In 2025, we welcome back Dr. Sophie Bostock to share her insights into creating the perfect sleep environment to achieve your most restful nights in the new year. In this interview, she dives into the factors that impact sleep quality, addresses common challenges, and shares strategies to help you achieve your best rest yet.

What are the key factors that determine the quality of sleep?

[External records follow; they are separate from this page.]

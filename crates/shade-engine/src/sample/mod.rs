//! Color samples: lightness-ordered color populations taken from regions
//!
//! A [`ColorSample`] is always sorted by ascending HSL lightness and is never
//! modified after construction; pruning returns a new sample.

mod sampler;

pub use sampler::{Sampler, DEFAULT_PRUNE_THRESHOLD};

use crate::color::Srgb;

/// An immutable, lightness-ordered sequence of colors.
#[derive(Debug, Clone, PartialEq, Default)]
pub struct ColorSample {
    colors: Vec<Srgb>,
}

impl ColorSample {
    /// Sort `colors` by ascending HSL lightness.
    ///
    /// The sort is stable: colors of equal lightness keep their input order.
    ///
    /// ```
    /// use shade_engine::{ColorSample, Srgb};
    ///
    /// let s = ColorSample::from_colors(vec![Srgb::new(200, 200, 200), Srgb::new(10, 10, 10)]);
    /// assert_eq!(s.as_slice()[0], Srgb::new(10, 10, 10));
    /// ```
    pub fn from_colors(mut colors: Vec<Srgb>) -> Self {
        colors.sort_by(|a, b| a.lightness().total_cmp(&b.lightness()));
        Self { colors }
    }

    #[inline]
    pub fn len(&self) -> usize {
        self.colors.len()
    }

    #[inline]
    pub fn is_empty(&self) -> bool {
        self.colors.is_empty()
    }

    #[inline]
    pub fn as_slice(&self) -> &[Srgb] {
        &self.colors
    }

    #[inline]
    pub fn get(&self, index: usize) -> Option<Srgb> {
        self.colors.get(index).copied()
    }

    pub fn iter(&self) -> impl Iterator<Item = &Srgb> {
        self.colors.iter()
    }

    /// The element at index `len / 2` (rounded down), or `None` when empty.
    ///
    /// For even lengths this is the upper of the two middle elements.
    #[inline]
    pub fn median(&self) -> Option<Srgb> {
        self.colors.get(self.colors.len() / 2).copied()
    }

    /// Keep only the colors for which `keep` returns true, preserving order.
    pub fn retain_new(&self, mut keep: impl FnMut(Srgb) -> bool) -> ColorSample {
        ColorSample {
            colors: self.colors.iter().copied().filter(|c| keep(*c)).collect(),
        }
    }
}

impl From<Vec<Srgb>> for ColorSample {
    fn from(colors: Vec<Srgb>) -> Self {
        Self::from_colors(colors)
    }
}

impl FromIterator<Srgb> for ColorSample {
    fn from_iter<I: IntoIterator<Item = Srgb>>(iter: I) -> Self {
        Self::from_colors(iter.into_iter().collect())
    }
}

The timing and quality of your sleep are controlled by three main systems:

  • Our circadian rhythms, or body clocks, which thrive on a regular 24-hour cycle of action, during daylight hours, and recovery, at night. Our internal clocks are sensitive to the alerting effects of light, food and physical activity.               
  • Sleep pressure builds up the longer we stay awake. Physical exertion builds up more sleep pressure, whereas long naps can reduce it. Caffeine temporarily blocks the effects of sleep pressure and can therefore disrupt sleep quality if consumed too close to bedtime.
  • The stress system can keep us awake in the interests of survival. To get into a deep sleep, we need to relax, which means convincing the brain that it’s safe to switch off. 

What are the most common barriers to achieving high-quality sleep, and how can they be overcome?

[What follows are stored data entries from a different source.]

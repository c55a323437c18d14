//! HSL representation, used only to order colors
//!
//! Hue and saturation are kept for completeness of the conversion; the engine
//! sorts samples by lightness alone.

use super::srgb::Srgb;

/// Hue, saturation and lightness, each normalized to 0.0..=1.0.
#[derive(Debug, Clone, Copy, PartialEq)]
pub struct Hsl {
    /// Hue as a fraction of a full turn
    pub h: f64,
    pub s: f64,
    pub l: f64,
}

impl From<Srgb> for Hsl {
    fn from(c: Srgb) -> Self {
        let r = c.r as f64 / 255.0;
        let g = c.g as f64 / 255.0;
        let b = c.b as f64 / 255.0;

        let max = r.max(g).max(b);
        let min = r.min(g).min(b);
        let l = (max + min) / 2.0;

        if max == min {
            // achromatic
            return Hsl { h: 0.0, s: 0.0, l };
        }

        let d = max - min;
        let s = if l > 0.5 {
            d / (2.0 - max - min)
        } else {
            d / (max + min)
        };

        let h = if max == r {
            (g - b) / d + if g < b { 6.0 } else { 0.0 }
        } else if max == g {
            (b - r) / d + 2.0
        } else {
            (r - g) / d + 4.0
        };

        Hsl { h: h / 6.0, s, l }
    }
}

The two most common barriers to good sleep can be split into two different categories: worrying too little about sleep and worrying too much. If sleep is too low down on your priority list, you will cut it short – on average, we need at least seven hours of sleep to function at our best. This means protecting at least seven and a half hours for good quality sleep in bed, every night. Many people knowingly or unknowingly sabotage their sleep quality by eating too late at night, scrolling on their phone until the early hours, and drinking alcohol or excessive caffeine. 

If you don’t sleep enough, a lack of sleep can become a ‘stressor’ to your brain and body. Not getting enough sleep puts us in a state of hyperarousal; we are stuck in ‘fight or flight’ and struggle to relax. This means that even when we do sleep, sleep becomes lighter and less restorative. 

At the other end of the spectrum are people who worry about sleep too much. This often means that thoughts about sleep can act as a stressor. Everyone occasionally wakes up during the night, but if you’re excessively worried about sleep, it’s likely that this nighttime waking will result in anxious thoughts, which make it even harder to get back to sleep. 

Overcoming the barriers to good quality sleep means getting the right balance of caring enough to protect your sleep but not worrying excessively if you can’t.

What is the ideal sleep environment, and how does it contribute to better sleep?

Your bedroom should be cool, dark and quiet, to allow the body to cool naturally, to remove the alerting signal of light, and to avoid potentially disturbing sounds. It needs to feel like an environment you can relax in. An eye mask and ear plugs will often help to create a sense of familiarity, even if your environment changes. 

What should people do if they consistently wake up feeling tired, even after a full night’s sleep?

There are many different reasons for non-restorative sleep. The most common are regular sleep sabotage (such as with alcohol, or excessive caffeine), chronic stress or illness, or obstructive sleep apnoea (OSA).

Keeping a sleep diary can help identify any factors disrupting your sleep. Track wake and sleep times, nighttime wakening, and anything you suspect might have interfered with your sleep, such as taking medication, caffeine, late night scrolling or alcohol. Use this to then identify whether removing these factors makes a difference. You can share your diary with a medical professional when discussing next steps. 

If you fall asleep very quickly, and feel very sleepy during the day, despite getting more than seven hours of sleep every night, it is worth looking at whether you have other risk factors for obstructive sleep apnoea:

  • Do you snore loudly?
  • Has anyone ever told you that you gasp for breath, choke, or pause your breathing during sleep?
  • Do you have high blood pressure, diabetes, or obesity?
  • Do you have a family history of sleep apnoea?

Obstructive sleep apnoea is a condition where the airways narrow and can become blocked during the deepest stages of sleep, when the muscles are most relaxed. The blockage is only temporary, but the brain notices the shortage of oxygen and responds by pulling the sleeper into a lighter stage of sleep. This means that the sufferer can stay asleep for eight or more hours but still wake up very tired. If you suspect sleep apnoea, speak to your GP in the first instance. They can consider other explanations and advise whether they recommend taking an overnight sleep test to investigate further.